-- Available records follows --

//! Traffic Light State Machine
//!
//! This example drives a cyclic machine with events, then walks its
//! history back and forth.
//!
//! Key concepts:
//! - Inline configuration with `fsm_config!`
//! - Event-driven transitions and rejected events
//! - Undo, redo and how a forward move discards redo entries
//!
//! Run with: RUST_LOG=debug cargo run --example traffic_light

use tracing_subscriber::EnvFilter;
use waypoint_fsm::{fsm_config, FsmError, StateMachine};

fn main() -> Result<(), FsmError> {
    tracing_subscriber::fmt()
        .with_env_filter(EnvFilter::from_default_env())
        .init();

    println!("=== Traffic Light State Machine ===\n");

    let config = fsm_config! {
        initial: red,
        states: {
            red => { timer: green, fault: blinking },
            green => { timer: yellow, fault: blinking },
            yellow => { timer: red, fault: blinking },
            blinking => { repair: red },
        }
    }?;
    let mut machine = StateMachine::new(config)?;
    println!("Initial state: {}", machine.state()?);

    for _ in 0..4 {
        machine.trigger("timer")?;
        println!("  timer  -> {}", machine.state()?);
    }

    if let Err(error) = machine.trigger("repair") {
        println!("  repair rejected: {error}");
    }

    let reachable: Vec<String> = machine
        .states(Some("fault"))
        .iter()
        .map(|s| s.to_string())
        .collect();
    println!("\nStates that can fault: {}", reachable.join(", "));

    println!("\nWalking back:");
    while machine.undo() {
        println!("  undo   -> {}", machine.state()?);
    }

    machine.redo();
    machine.redo();
    println!("  redo x2 -> {}", machine.state()?);

    machine.trigger("fault")?;
    println!("  fault  -> {} (redo available: {})", machine.state()?, machine.can_redo());

    println!(
        "\nJournal holds {} transitions",
        machine.history().transitions().len()
    );

    println!("\n=== Example Complete ===");
    Ok(())
}
//! Error types for configuration handling

use thiserror::Error;

/// Result type for configuration operations
pub type ConfigResult<T> = Result<T, ConfigError>;

/// Errors raised while loading or validating configuration
#[derive(Error, Debug)]
pub enum ConfigError {
    /// Configuration file could not be read
    #[error("I/O error: {0}")]
    Io(String),

    /// Configuration file is not valid TOML
    #[error("parse error: {0}")]
    Parse(String),

    /// Configuration content failed validation
    #[error("validation error: {0}")]
    Validation(String),
}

-- Available records concluded --

## Problem details
Report how many lines of the entries include the word "green", and let the number stand alone.

## Solution
2